Security rivals shut out of Microsoft meeting

An online meeting to discuss Windows Vista changes crashed shortly after it started, leaving Symantec and McAfee in the dark.

Joris Evers Staff Writer, CNET News.com
Joris Evers covers security.
Joris Evers
3 min read
An online Microsoft meeting to discuss Windows Vista changes crashed shortly after it started Thursday, and Symantec and McAfee were unable to reconnect.

Microsoft had scheduled the meeting with security companies to discuss part of the changes it has promised to make to Windows Vista in response to competitive concerns. But the conference, which used Microsoft's Live Meeting technology, crashed about 15 minutes after it started, and both Symantec and McAfee were unable to log back in.

"Microsoft hosted an online meeting this morning, but it never really got started," said Siobhan MacDermott, a McAfee spokeswoman. "Despite numerous attempts to reconnect, we were never able to get back into the meeting. However, we were notified that the meeting had ended."

Symantec had a similar experience, said Cris Paden, a company spokesman. "Our team was shut out, and only one person was able to get back in," he said.

There were some "technical difficulties" with Live Meeting, a Microsoft representative said. Those issues were resolved and the meeting resumed, the representative said.

"More than 20 partners successfully signed on and participated in the meeting," the Microsoft representative said. "To ensure that all partners are able to listen, this is the first of many meetings to come."

The meeting problems were "no big deal," Alex Eckelberry, president of anti-spyware toolmaker Sunbelt Software, wrote on his company's blog.

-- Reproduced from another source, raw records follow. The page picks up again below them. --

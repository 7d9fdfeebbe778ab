//! Database health gates of the prune loop: startup readiness and the
//! per-cycle primary role check.

pub mod readiness;
pub mod role;

pub use readiness::{severity_for_attempt, Readiness, ReadinessProber, Severity};
pub use role::RoleChecker;
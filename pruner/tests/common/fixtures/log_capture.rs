//! Captures formatted log output so tests can assert on levels and messages

use std::io;
use std::sync::{Arc, Mutex};
use tracing::subscriber::DefaultGuard;
use tracing_subscriber::fmt::MakeWriter;

#[derive(Clone, Default)]
pub struct LogCapture {
    buffer: Arc<Mutex<Vec<u8>>>,
}

impl LogCapture {
    /// Installs a capturing subscriber for the current thread. Output is
    /// collected until the returned guard is dropped.
    pub fn install() -> (Self, DefaultGuard) {
        let capture = Self::default();
        let subscriber = tracing_subscriber::fmt()
            .with_writer(capture.clone())
            .with_ansi(false)
            .without_time()
            .with_target(false)
            .with_max_level(tracing::Level::TRACE)
            .finish();
        let guard = tracing::subscriber::set_default(subscriber);
        (capture, guard)
    }

    pub fn lines(&self) -> Vec<String> {
        let buffer = self.buffer.lock().unwrap();
        String::from_utf8_lossy(&buffer)
            .lines()
            .map(str::to_string)
            .collect()
    }

    pub fn lines_containing(&self, fragment: &str) -> Vec<String> {
        self.lines()
            .into_iter()
            .filter(|line| line.contains(fragment))
            .collect()
    }

    /// Level of the first line containing `fragment`, e.g. `"WARN"`.
    pub fn level_of(&self, fragment: &str) -> Option<String> {
        self.lines_containing(fragment)
            .first()
            .and_then(|line| line.split_whitespace().next().map(str::to_string))
    }
}

pub struct CaptureWriter(Arc<Mutex<Vec<u8>>>);

impl io::Write for CaptureWriter {
    fn write(&mut self, buf: &[u8]) -> io::Result<usize> {
        self.0.lock().unwrap().extend_from_slice(buf);
        Ok(buf.len())
    }

    fn flush(&mut self) -> io::Result<()> {
        Ok(())
    }
}

impl<'a> MakeWriter<'a> for LogCapture {
    type Writer = CaptureWriter;

    fn make_writer(&'a self) -> Self::Writer {
        CaptureWriter(self.buffer.clone())
    }
}
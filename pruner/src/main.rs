use anyhow::{Context, Result};
use clap::Parser;
use std::sync::Arc;
use tracing::{debug, info};
use tracing_subscriber::{fmt, EnvFilter};

use walg_pruner::shutdown::install_signal_handlers;
use walg_pruner::{Config, EnvDir, PostgresProbe, PruneScheduler, Shutdown, TokioCommandRunner};

#[tokio::main]
async fn main() -> Result<()> {
    let config = Config::parse();
    config.validate().context("Invalid configuration")?;

    let level = config.tracing_level()?.as_str().to_ascii_lowercase();
    let env_filter = EnvFilter::from_default_env()
        .add_directive(format!("walg_pruner={}", level).parse()?)
        .add_directive("sqlx=warn".parse()?);

    fmt().with_env_filter(env_filter).init();

    info!("Starting WAL-G backup pruner");

    let shutdown = Shutdown::new();
    install_signal_handlers(shutdown.clone())
        .context("Failed to install signal handlers")?;

    let envdir = EnvDir::new(&config.envdir);
    info!("Reading environment variables from {}", envdir.path().display());
    let vars = envdir.refresh().await?;
    debug!("Loaded {} variable(s) from envdir", vars.len());

    let settings = config.cycle_settings();
    debug!("Using interval: {}s", settings.interval.as_secs());
    debug!("Retain count: {}", settings.retain);
    debug!("After timestamp: {:?}", settings.after);
    debug!("Database settings: {:?}", config.database_settings());

    let probe = Arc::new(PostgresProbe::new(
        config.database_settings(),
        Some(envdir.clone()),
    ));
    let runner = TokioCommandRunner::new(Some(envdir));

    let scheduler = PruneScheduler::new(settings, probe, runner, shutdown);
    scheduler.run().await;

    info!("WAL-G backup pruner stopped");
    Ok(())
}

Microsoft accidentally sent out the wrong meeting invites, and as a result, participants signed on as presenters. "Which, if you've ever used Live Meeting, is an invitation to chaos," Eckelberry wrote.

After recognizing the error, Microsoft rescheduled the meeting for half-an-hour later. However, that didn't go well either because the meeting had been set up to end an hour after its original start. "So we were promptly all kicked off," Eckelberry wrote. "Finally, at 12:45 EDT, the meeting went as planned."

"It was a case of a few honest mistakes made by well-intentioned people, probably working under a tremendous amount of stress," Eckelberry wrote. "While I have my serious disagreements with Microsoft on the PatchGuard issue, I must defend them in this instance."

Other meetings are scheduled for later today, including one at 5 p.m. PDT, which Symantec and McAfee say they will try to join.

"But if the link didn't work to the Live Meeting this morning, who is going to say it is going to work this afternoon?" Paden asked. "It begs the question how sincere this outreach is, if they are not even able to put this together."

The meeting was to discuss how third-party protective software can interact with the innards of 64-bit versions of Windows Vista. Security companies had requested that capability, but Microsoft denied it until last week, when it made concessions in response to European antitrust concerns.

Access to the Vista kernel is one of two concessions Microsoft made. The Redmond, Wash., software giant also is providing security companies with a way to disable alerts sent out by the Windows Security Center, if their third-party protective software is installed.

Symantec, McAfee and others had charged that Microsoft was hurting competition and creating an unfair advantage for its own products through the kernel protection and Windows Security Center features.